(AVAILABLE DATA):
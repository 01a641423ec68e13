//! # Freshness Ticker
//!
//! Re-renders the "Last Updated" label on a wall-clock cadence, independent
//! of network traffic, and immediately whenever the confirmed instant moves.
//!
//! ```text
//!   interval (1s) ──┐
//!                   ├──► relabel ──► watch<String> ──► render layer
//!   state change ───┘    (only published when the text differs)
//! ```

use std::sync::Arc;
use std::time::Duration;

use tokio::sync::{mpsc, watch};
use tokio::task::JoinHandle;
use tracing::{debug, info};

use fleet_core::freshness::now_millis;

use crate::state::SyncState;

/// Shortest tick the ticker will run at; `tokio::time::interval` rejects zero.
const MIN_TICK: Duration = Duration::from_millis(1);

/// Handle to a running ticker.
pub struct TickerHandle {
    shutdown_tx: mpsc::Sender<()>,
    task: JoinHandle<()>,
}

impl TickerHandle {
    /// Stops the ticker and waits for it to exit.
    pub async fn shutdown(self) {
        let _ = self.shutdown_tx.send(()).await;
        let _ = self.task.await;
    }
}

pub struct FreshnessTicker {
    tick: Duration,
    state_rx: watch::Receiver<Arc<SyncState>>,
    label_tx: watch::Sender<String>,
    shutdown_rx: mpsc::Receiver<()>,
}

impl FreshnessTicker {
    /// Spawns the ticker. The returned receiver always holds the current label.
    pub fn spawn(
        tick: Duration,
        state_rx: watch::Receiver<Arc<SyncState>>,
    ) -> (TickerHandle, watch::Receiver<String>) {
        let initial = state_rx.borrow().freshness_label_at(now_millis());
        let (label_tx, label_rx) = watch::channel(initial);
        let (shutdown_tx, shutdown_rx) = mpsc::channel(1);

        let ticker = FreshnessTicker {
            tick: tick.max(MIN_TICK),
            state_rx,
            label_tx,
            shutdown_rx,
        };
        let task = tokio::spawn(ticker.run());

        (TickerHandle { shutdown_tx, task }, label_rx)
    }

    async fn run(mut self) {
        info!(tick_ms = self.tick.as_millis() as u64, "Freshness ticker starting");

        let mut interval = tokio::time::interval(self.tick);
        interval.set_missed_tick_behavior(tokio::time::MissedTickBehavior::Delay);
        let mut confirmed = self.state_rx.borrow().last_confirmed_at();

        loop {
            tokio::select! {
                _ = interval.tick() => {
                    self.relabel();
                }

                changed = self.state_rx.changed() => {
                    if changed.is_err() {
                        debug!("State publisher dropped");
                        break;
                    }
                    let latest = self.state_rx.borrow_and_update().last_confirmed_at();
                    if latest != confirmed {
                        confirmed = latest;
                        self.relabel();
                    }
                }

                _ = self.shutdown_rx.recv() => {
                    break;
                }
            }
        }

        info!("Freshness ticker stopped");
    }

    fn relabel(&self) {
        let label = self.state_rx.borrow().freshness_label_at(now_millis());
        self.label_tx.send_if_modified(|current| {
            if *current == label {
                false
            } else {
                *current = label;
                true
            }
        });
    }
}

--

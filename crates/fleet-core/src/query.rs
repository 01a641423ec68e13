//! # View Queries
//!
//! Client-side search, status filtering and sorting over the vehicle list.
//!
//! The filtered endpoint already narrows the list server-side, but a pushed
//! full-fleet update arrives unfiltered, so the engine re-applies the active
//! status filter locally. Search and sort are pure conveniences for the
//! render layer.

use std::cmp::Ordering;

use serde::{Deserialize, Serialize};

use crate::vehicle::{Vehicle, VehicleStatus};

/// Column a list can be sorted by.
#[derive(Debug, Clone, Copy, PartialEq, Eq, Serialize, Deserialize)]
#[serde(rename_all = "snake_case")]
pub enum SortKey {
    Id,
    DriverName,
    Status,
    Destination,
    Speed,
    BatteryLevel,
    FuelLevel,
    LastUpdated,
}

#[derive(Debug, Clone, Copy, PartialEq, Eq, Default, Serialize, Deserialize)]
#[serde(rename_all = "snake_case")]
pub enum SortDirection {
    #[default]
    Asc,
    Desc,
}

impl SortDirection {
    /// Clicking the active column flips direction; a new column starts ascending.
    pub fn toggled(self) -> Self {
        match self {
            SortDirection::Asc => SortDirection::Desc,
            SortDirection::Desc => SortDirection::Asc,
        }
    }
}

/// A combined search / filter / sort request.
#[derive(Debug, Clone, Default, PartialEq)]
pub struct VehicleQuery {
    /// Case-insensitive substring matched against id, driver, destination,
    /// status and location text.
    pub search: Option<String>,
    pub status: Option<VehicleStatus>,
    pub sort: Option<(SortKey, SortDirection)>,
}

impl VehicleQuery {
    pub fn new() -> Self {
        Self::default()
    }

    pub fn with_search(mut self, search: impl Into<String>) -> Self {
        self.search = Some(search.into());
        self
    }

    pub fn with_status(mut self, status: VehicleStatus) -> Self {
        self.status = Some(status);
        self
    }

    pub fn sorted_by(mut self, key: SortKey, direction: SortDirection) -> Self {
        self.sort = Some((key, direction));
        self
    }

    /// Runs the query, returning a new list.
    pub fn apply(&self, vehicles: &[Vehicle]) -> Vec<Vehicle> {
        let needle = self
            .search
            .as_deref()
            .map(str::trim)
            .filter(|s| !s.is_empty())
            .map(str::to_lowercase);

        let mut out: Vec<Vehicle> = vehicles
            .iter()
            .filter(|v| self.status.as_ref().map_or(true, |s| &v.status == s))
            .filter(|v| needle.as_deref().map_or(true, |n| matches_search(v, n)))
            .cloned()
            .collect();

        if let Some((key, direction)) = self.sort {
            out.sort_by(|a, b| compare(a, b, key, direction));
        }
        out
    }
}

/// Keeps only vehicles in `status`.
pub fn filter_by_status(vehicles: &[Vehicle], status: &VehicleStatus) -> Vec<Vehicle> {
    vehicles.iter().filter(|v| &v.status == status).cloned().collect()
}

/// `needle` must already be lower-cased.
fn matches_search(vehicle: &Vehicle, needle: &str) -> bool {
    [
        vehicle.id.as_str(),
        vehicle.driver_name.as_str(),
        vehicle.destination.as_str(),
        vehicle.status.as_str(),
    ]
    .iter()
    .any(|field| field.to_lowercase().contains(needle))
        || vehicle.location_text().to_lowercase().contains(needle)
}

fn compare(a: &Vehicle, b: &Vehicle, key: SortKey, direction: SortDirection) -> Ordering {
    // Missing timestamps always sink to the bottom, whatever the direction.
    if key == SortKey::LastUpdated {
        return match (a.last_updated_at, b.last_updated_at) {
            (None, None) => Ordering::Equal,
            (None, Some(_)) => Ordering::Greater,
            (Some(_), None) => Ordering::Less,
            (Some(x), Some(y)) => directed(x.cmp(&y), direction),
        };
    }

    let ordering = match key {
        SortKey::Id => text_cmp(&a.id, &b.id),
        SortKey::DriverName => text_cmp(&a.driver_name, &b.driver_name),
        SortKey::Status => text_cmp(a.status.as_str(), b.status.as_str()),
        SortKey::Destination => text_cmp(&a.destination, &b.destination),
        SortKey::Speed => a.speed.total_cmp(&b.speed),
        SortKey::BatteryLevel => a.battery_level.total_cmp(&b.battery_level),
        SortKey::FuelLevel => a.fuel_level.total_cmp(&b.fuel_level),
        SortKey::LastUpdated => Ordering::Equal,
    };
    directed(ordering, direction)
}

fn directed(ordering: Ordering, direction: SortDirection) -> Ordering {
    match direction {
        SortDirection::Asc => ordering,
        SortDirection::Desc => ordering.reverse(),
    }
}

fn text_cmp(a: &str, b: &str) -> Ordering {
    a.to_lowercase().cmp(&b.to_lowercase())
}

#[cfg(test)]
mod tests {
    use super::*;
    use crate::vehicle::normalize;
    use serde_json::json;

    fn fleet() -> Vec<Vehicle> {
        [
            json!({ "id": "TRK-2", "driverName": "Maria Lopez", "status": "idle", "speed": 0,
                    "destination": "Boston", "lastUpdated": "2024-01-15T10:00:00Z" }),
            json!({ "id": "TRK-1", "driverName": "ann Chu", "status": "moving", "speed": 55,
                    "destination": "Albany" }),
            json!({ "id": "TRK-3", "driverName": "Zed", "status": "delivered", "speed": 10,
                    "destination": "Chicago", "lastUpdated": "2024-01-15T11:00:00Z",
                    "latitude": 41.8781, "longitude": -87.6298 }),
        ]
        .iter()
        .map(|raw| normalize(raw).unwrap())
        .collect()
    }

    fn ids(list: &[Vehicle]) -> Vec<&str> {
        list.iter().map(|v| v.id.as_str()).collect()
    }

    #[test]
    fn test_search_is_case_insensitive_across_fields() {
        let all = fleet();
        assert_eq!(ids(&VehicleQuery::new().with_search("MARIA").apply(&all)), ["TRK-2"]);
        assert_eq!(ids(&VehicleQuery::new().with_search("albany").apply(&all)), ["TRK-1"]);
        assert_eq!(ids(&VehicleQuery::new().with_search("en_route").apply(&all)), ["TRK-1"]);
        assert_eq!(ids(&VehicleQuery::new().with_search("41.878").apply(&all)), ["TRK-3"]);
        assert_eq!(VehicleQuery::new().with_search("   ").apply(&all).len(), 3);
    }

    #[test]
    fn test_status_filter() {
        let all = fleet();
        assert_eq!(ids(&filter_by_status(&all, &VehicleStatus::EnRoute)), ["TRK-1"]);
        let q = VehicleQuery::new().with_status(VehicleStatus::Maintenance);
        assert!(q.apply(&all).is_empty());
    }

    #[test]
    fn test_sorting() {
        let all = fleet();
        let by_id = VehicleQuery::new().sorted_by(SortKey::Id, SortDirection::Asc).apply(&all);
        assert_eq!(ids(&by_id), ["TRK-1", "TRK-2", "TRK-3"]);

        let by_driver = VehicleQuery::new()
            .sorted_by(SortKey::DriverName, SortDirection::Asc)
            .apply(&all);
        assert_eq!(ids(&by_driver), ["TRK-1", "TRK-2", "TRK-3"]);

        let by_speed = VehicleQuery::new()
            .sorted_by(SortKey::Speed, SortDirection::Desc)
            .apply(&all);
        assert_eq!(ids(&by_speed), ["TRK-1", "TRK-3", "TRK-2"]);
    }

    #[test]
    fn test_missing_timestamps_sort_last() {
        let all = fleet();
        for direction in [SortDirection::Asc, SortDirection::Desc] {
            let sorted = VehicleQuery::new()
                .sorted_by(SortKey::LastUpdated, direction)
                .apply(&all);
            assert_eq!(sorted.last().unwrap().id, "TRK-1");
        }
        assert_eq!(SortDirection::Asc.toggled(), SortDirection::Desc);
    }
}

* * *

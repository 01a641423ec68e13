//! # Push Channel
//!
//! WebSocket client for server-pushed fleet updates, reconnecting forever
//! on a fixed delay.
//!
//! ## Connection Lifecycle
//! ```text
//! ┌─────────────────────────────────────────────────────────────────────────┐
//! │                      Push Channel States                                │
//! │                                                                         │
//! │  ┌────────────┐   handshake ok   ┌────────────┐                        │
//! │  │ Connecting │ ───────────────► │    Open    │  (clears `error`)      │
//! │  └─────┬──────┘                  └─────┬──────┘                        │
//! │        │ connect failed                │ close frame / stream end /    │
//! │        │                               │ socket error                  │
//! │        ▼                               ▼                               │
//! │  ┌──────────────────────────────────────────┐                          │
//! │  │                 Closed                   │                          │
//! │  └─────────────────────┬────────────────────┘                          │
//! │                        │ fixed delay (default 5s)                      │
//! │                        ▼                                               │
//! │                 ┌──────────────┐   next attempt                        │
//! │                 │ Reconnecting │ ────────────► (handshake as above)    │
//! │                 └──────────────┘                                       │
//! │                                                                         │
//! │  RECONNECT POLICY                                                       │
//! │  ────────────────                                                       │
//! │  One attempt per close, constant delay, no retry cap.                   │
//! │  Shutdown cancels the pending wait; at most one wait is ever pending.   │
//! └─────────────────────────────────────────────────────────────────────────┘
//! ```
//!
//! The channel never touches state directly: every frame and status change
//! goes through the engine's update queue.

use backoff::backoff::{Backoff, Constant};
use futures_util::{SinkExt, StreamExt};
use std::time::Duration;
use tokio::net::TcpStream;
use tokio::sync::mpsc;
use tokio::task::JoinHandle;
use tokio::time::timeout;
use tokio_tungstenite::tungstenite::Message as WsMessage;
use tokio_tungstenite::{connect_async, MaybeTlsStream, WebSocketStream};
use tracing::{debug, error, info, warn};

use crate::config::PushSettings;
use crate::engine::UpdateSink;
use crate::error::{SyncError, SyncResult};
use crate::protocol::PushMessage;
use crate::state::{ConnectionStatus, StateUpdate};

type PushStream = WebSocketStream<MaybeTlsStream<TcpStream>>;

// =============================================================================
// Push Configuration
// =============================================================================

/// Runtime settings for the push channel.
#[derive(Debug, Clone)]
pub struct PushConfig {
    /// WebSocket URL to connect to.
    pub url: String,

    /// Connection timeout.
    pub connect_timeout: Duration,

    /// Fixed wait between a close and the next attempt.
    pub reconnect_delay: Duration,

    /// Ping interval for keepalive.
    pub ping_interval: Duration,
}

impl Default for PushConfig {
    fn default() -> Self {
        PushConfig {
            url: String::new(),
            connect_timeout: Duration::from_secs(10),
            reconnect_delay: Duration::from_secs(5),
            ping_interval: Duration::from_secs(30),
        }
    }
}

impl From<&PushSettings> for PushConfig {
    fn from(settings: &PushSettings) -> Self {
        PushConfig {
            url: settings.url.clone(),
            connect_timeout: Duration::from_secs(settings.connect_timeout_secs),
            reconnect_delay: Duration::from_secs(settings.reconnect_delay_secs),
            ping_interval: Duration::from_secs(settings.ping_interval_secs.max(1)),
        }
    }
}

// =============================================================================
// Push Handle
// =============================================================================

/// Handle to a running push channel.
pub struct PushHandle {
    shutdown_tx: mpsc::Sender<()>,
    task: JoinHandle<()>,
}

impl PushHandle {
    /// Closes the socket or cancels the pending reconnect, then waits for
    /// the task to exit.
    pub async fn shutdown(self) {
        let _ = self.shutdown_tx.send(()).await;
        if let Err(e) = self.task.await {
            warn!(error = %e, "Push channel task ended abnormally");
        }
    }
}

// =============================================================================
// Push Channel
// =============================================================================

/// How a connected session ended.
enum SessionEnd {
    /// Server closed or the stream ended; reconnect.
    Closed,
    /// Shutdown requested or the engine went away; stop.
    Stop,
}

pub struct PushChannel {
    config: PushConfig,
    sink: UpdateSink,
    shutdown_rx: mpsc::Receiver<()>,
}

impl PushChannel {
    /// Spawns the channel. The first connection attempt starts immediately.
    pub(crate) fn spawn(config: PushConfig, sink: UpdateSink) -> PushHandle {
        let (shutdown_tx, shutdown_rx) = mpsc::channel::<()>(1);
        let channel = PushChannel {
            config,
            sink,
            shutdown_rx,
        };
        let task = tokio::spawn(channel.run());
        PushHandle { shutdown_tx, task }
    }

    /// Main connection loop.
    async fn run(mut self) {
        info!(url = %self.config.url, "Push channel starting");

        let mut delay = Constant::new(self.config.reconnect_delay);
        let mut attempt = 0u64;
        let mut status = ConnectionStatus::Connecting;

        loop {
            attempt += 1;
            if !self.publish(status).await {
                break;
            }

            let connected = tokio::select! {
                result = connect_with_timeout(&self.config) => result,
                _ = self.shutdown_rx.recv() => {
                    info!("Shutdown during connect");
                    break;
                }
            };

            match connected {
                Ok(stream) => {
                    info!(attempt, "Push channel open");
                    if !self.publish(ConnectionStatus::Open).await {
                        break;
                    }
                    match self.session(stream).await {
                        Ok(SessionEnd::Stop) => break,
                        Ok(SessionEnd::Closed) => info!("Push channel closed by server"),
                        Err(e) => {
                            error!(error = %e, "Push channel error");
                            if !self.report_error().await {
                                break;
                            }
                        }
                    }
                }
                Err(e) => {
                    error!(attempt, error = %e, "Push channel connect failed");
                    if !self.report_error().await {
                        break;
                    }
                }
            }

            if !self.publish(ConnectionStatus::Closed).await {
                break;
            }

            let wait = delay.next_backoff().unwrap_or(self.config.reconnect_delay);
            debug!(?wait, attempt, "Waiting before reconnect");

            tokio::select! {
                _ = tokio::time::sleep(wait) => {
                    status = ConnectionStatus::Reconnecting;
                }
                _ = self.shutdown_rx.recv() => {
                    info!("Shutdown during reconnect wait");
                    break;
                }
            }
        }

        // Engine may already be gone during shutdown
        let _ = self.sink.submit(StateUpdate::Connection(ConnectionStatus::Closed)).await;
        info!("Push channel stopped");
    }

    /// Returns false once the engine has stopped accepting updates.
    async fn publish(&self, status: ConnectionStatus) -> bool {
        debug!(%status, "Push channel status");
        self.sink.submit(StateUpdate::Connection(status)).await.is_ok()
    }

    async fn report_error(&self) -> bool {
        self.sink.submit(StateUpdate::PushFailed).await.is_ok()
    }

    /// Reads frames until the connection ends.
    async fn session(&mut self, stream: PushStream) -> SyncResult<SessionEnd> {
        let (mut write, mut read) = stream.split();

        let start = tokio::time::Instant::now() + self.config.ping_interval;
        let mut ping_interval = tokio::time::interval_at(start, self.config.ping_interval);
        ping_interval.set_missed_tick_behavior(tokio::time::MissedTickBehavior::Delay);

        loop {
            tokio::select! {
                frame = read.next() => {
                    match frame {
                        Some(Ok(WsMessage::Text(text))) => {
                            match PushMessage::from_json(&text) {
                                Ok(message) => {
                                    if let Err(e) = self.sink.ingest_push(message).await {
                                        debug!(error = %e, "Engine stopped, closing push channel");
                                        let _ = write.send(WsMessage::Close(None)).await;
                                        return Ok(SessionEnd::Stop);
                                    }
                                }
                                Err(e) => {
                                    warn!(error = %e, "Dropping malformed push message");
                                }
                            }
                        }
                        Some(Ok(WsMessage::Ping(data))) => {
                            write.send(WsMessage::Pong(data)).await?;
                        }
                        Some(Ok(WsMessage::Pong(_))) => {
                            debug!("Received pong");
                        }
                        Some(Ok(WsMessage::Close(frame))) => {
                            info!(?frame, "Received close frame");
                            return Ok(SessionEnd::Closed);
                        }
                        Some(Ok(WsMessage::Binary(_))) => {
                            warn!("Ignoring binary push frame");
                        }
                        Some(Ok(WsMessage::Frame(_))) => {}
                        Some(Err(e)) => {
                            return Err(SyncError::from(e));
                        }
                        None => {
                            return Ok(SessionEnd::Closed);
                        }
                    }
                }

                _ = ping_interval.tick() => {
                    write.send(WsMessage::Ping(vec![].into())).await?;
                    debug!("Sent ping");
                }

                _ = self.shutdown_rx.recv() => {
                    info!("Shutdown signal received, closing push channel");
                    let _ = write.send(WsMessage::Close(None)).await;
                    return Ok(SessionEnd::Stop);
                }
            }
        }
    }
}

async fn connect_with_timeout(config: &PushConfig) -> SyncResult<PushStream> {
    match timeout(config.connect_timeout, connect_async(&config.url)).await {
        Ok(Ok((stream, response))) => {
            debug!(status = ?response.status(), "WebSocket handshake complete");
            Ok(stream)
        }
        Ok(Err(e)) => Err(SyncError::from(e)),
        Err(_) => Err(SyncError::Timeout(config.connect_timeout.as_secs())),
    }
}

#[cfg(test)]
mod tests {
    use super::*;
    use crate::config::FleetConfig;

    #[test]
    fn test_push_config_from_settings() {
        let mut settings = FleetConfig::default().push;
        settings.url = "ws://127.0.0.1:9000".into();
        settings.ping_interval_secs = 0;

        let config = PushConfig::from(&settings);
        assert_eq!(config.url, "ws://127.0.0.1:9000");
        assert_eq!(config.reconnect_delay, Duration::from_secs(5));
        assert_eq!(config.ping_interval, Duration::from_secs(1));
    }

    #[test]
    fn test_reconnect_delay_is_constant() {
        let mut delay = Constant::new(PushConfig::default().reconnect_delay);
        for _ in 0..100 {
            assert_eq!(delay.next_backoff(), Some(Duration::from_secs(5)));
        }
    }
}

(WORK TASK): Search the data above for the string "FleetConfig" and return every line that has it.

(RESULT OF THE EXERCISE):
    use crate::config::FleetConfig;
        let mut settings = FleetConfig::default().push;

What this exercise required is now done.